James laughed under his breath, the sound edged with bitterness. “You think it’s that simple now? Landon Cross isn’t the only name at stake here. My residency is part of it too. My name.”
“I think you’re pretending it isn’t simple.” I sat back, folding my hands in my lap to keep them steady. “And I think you like the leverage.”
His eyes dropped to the table. When he looked up again, his expression was careful. “You came here angry. I get that.”
“If you think angry is all I am, then you get nothing,” I said quietly.
“There is a way out of this.” His posture changed into something that felt rehearsed, and I found myself listening harder. “For both of us.”
I didn’t answer. I watched his fingers circle the rim of his glass. Water sloshed, then settled.
“I’ll drop the charges,” he continued. “I can talk to my lawyer today. Make it clean. No dragging it out.”
My pulse ticked once, hard enough that I felt it in my throat. I kept my expression still. “And?”
His mouth curved, cautious, as if testing ground that might give way. “You take me back.”
The café noise faded to a dull ringing in my ears. Plates moved past our table, a chair scraped somewhere behind me, but none of it connected.
“That’s not funny,” I said.
James shook his head. “Wasn’t trying to be.”
I searched his face for the punchline that never arrived. “You pressed charges that got him arrested in front of his entire team, and now you’re offering reconciliation to make it go away?”
“I don’t want this to ruin lives. Least of all yours.”
I let out a breath through my nose. “You don’t get to frame this as concern.”
He leaned closer. I stayed where I was. “Think about it. You take me back, I make the problem go away. Your little hockey star gets back on the ice. Everybody wins.”
My fingers curled under the table. “A simple trade where I’m the object sealing the deal.”
“That’s not what I meant.”
“It’s exactly what you meant.” I held his gaze. “You’re dangling his career in front of me, knowing how I feel about it. About the team.”
James’s eyes sharpened, and it was the first time I glimpsed the depth of his self-interest. What people often mistook for charm was actually blatant calculation. “You’re the one who said this is about consequences.”

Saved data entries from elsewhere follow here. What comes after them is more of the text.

use async_trait::async_trait;
use crate::error::BackendError;
use super::account::Account;

/// Generic per-account key/value metadata storage.
#[async_trait]
pub trait MetaBackend {
    async fn get_user_meta(
        &self,
        user_id: i64,
        key: &str,
    ) -> Result<Option<String>, BackendError>;
    async fn set_user_meta(
        &self,
        user_id: i64,
        key: &str,
        value: &str,
    ) -> Result<(), BackendError>;
}

/// Provider-wide privilege queries that are not expressed as roles.
#[async_trait]
pub trait PrivilegeBackend {
    async fn is_super_admin(
        &self,
        user_id: i64,
    ) -> Result<bool, BackendError>;
}

/// Account management, as provided by a reference identity provider.
#[async_trait]
pub trait AccountBackend {
    async fn add_account(
        &self,
        name: &str,
    ) -> Result<i64, BackendError>;
    async fn get_account_by_id(
        &self,
        id: i64,
    ) -> Result<Option<Account>, BackendError>;
    async fn get_account_by_name(
        &self,
        name: &str,
    ) -> Result<Option<Account>, BackendError>;
    async fn grant_role_to_account(
        &self,
        account_id: i64,
        role: &str,
    ) -> Result<bool, BackendError>;
    async fn revoke_role_from_account(
        &self,
        account_id: i64,
        role: &str,
    ) -> Result<bool, BackendError>;
    async fn set_super_admin(
        &self,
        account_id: i64,
        flag: bool,
    ) -> Result<bool, BackendError>;
}
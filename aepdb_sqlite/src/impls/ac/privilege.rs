use aepcore::{
    ac::traits::PrivilegeBackend,
    error::BackendError,
};
use async_trait::async_trait;

use crate::SqliteBackend;

async fn is_super_admin_sqlite(
    backend: &SqliteBackend,
    user_id: i64,
) -> Result<bool, BackendError> {
    let count = sqlx::query_scalar::<_, i64>(
        r#"
SELECT
    COUNT(*)
FROM
    account_super_admin
WHERE
    account_id = ?1
        "#,
    )
    .bind(user_id)
    .fetch_one(&*backend.pool)
    .await?;
    Ok(count > 0)
}

#[async_trait]
impl PrivilegeBackend for SqliteBackend {
    async fn is_super_admin(
        &self,
        user_id: i64,
    ) -> Result<bool, BackendError> {
        is_super_admin_sqlite(
            &self,
            user_id,
        ).await
    }
}
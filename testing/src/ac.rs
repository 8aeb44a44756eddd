use aepac::policy::{
    Builder,
    Policy,
};
use aepdb_sqlite::SqliteBackend;

use crate::clock::MockClock;

pub async fn create_sqlite_backend() -> anyhow::Result<SqliteBackend> {
    Ok(SqliteBackend::fp("sqlite::memory:".into()).await?)
}

/// A policy backed by a fresh in-memory database and the provided clock;
/// the backend is returned as well to act as the identity provider.
pub async fn create_sqlite_policy(
    clock: MockClock,
) -> anyhow::Result<(SqliteBackend, Policy)> {
    let backend = create_sqlite_backend().await?;
    let policy = Builder::new()
        .platform(backend.clone())
        .clock(clock)
        .build()?;
    Ok((backend, policy))
}

#[cfg(test)]
mod tests {
    use super::*;

    #[async_std::test]
    async fn smoke_test_create_policy() -> anyhow::Result<()> {
        create_sqlite_backend().await?;
        create_sqlite_policy(MockClock::new(0)).await?;
        Ok(())
    }
}
use sqlx::SqlitePool;
use std::sync::Arc;

#[derive(Clone)]
pub struct SqliteBackend {
    pub(crate) pool: Arc<SqlitePool>,
    pub(crate) url: String,
}

mod impls;
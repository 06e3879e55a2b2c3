//! Batch orchestration of the enrichment passes.
//!
//! This module provides:
//! - `BatchOrchestrator`, running IP resolution, redirect checks, crawling and
//!   third-party IP resolution over a list of entries
//! - `Pacer` / `PacingPolicy`, the fixed inter-item delay
//! - `PassReport` and `PassEvent` for callers and observers
//!
//! Passes are strictly sequential: an item starts only after the previous item
//! and its delay have completed.

mod events;
mod orchestrator;
mod pacing;

// Re-export public API
pub use events::{PassEvent, PassKind, PassReport};
pub use orchestrator::BatchOrchestrator;
pub use pacing::{Pacer, PacingPolicy};
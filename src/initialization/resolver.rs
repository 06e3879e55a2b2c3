//! DNS resolver initialization.

use std::sync::Arc;
use std::time::Duration;

use hickory_resolver::config::{ResolverConfig, ResolverOpts};
use hickory_resolver::TokioAsyncResolver;

use crate::config::{Config, DnsBackend, DNS_TIMEOUT_SECS};
use crate::dns::{DnsLookup, DohLookup, NameResolver, SystemLookup};
use crate::error_handling::InitializationError;

/// Initializes the hickory resolver for A-record lookups.
///
/// Uses the default nameserver configuration with short timeouts so slow or
/// unresponsive servers cannot stall a pass.
///
/// # Errors
///
/// Currently infallible; the `Result` keeps the signature stable should the
/// configuration start reading `/etc/resolv.conf`.
pub fn init_resolver() -> Result<Arc<TokioAsyncResolver>, InitializationError> {
    let mut opts = ResolverOpts::default();
    opts.timeout = Duration::from_secs(DNS_TIMEOUT_SECS);
    opts.attempts = 2;
    // No search-domain appending: every name we resolve is already absolute
    opts.ndots = 0;

    Ok(Arc::new(TokioAsyncResolver::tokio(
        ResolverConfig::default(),
        opts,
    )))
}

/// Builds the `NameResolver` selected by `config.dns_backend`.
///
/// `client` is only used by the DNS-over-HTTPS backend.
///
/// # Errors
///
/// Returns `InitializationError::DnsResolverError` if the DoH endpoint is not a
/// valid URL.
pub fn init_name_resolver(
    config: &Config,
    client: Arc<reqwest::Client>,
) -> Result<NameResolver, InitializationError> {
    let lookup: Arc<dyn DnsLookup> = match config.dns_backend {
        DnsBackend::System => Arc::new(SystemLookup::new(init_resolver()?)),
        DnsBackend::Doh => {
            url::Url::parse(&config.doh_endpoint).map_err(|e| {
                InitializationError::DnsResolverError(format!(
                    "invalid DoH endpoint '{}': {e}",
                    config.doh_endpoint
                ))
            })?;
            Arc::new(DohLookup::new(
                client.as_ref().clone(),
                config.doh_endpoint.clone(),
            ))
        }
    };
    log::debug!("Using {:?} DNS backend", config.dns_backend);
    Ok(NameResolver::new(
        lookup,
        Duration::from_secs(DNS_TIMEOUT_SECS),
    ))
}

“You don’t get to decide who pays them.” I paused, wrestling the tremor in my voice into submission. “And you don’t get to use me as a bargaining chip.”
He lifted his hands in a placating gesture. “See? You’re still choosing him.”
“I’m choosing not to be manipulated.”
He exhaled, long and theatrical. “I was falling in love with you. I am in love with you, Nicole.”
The words landed cold. I didn’t reach for them.
“You love control,” I said. “This isn’t about us. We’d been dating a few weeks.”
“When the heart knows, it knows.”
“James, stop. Please.”
His eyes searched my face, hopeful now, reckless with it. “If you were done, you’d have walked out. Why are you still here, Nicole?”
Because Landon was tormenting himself, watching the games on mute. Because the bench spot stayed empty. Because the standings mattered more than pride, and I hated that those things shared space inside me.
“Dropping the charges fixes everything,” James said. “You know that.”
“It fixes one thing,” I replied. “And breaks another.”
He smiled then. Not the careful one from earlier. Something brighter. Younger. As if we were discussing weekend plans instead of a man’s future. “So take me back. We start fresh. We can even go public about it, attend some games together to show there’s no bad blood.”
My stomach turned. “You’re insane.”
“I’m offering a new start.”
“No, you’re demanding ownership.”
His smile faltered, then steadied with practised ease. “You don’t have to decide right now.”
I looked at the table. At the untouched food. At the phone still face down beside my plate. I thought of the arena. Of the banners, and the way the city showed up when the team needed it. Of Landon doing everything right, just a little too late.